(Beginning of Available records)

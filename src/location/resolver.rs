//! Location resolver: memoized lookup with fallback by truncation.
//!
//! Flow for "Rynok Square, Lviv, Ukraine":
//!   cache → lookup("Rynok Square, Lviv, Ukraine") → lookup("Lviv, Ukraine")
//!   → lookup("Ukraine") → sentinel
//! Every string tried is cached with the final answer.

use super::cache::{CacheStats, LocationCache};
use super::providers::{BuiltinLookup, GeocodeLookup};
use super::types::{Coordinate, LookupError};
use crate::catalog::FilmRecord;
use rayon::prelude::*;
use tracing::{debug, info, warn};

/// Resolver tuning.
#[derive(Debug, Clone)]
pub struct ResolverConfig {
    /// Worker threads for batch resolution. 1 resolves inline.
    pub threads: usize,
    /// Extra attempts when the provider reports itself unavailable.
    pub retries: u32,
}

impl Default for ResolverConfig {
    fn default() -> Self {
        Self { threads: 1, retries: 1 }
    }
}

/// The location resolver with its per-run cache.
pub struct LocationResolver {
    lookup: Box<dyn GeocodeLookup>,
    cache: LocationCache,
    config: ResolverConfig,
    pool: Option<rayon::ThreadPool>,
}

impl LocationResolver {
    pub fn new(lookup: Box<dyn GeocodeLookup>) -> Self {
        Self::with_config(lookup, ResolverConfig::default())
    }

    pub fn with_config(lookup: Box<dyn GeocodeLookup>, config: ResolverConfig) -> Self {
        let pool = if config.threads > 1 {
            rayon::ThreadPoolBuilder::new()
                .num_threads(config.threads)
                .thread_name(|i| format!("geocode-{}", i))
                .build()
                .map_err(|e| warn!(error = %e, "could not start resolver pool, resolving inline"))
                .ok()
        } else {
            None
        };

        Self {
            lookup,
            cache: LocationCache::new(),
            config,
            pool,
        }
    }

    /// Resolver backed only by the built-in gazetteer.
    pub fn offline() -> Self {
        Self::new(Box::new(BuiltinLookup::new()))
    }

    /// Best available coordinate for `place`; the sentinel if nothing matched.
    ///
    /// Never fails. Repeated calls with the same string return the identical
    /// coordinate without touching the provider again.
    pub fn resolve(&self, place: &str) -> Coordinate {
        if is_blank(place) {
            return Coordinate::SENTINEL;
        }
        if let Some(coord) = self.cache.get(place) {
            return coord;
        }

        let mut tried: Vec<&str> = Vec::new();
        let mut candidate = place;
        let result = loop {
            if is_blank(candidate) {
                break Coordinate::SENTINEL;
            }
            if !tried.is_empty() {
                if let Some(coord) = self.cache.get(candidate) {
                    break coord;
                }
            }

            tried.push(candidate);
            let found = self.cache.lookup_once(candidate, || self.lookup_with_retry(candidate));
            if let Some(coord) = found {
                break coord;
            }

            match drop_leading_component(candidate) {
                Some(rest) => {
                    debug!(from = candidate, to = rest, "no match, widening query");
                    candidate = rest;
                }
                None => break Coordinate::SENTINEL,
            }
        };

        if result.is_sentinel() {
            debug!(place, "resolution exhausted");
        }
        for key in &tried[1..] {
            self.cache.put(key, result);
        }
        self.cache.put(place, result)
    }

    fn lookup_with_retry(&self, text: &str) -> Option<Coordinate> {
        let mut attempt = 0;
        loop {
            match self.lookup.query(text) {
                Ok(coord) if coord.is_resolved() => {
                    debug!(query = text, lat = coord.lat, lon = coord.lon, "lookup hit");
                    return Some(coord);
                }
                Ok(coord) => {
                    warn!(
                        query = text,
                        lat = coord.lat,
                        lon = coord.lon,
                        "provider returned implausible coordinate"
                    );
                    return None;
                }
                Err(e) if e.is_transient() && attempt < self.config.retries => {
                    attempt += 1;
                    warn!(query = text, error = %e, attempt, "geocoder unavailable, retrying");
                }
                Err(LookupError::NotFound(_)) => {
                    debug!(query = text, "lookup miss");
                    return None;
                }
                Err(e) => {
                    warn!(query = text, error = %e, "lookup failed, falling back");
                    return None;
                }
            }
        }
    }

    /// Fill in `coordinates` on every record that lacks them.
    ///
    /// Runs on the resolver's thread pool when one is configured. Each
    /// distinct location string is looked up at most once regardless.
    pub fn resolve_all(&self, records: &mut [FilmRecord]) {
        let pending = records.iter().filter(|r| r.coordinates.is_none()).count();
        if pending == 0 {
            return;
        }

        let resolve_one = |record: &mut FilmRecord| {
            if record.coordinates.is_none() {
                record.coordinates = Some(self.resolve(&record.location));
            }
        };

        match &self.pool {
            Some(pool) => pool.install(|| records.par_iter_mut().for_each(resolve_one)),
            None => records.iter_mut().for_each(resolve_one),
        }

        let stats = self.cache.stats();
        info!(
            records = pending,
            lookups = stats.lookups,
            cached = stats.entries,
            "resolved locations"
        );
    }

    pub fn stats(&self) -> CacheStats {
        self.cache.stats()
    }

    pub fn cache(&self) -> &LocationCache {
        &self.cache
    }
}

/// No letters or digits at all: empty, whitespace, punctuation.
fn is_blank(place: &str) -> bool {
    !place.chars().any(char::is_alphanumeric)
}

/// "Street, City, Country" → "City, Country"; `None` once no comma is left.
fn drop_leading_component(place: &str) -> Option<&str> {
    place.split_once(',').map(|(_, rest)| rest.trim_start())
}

(End of Available records)

### What to produce
The answer must consist of every line from the entries above that contains "Option".

### Solution for this problem
    pool: Option<rayon::ThreadPool>,
    fn lookup_with_retry(&self, text: &str) -> Option<Coordinate> {
fn drop_leading_component(place: &str) -> Option<&str> {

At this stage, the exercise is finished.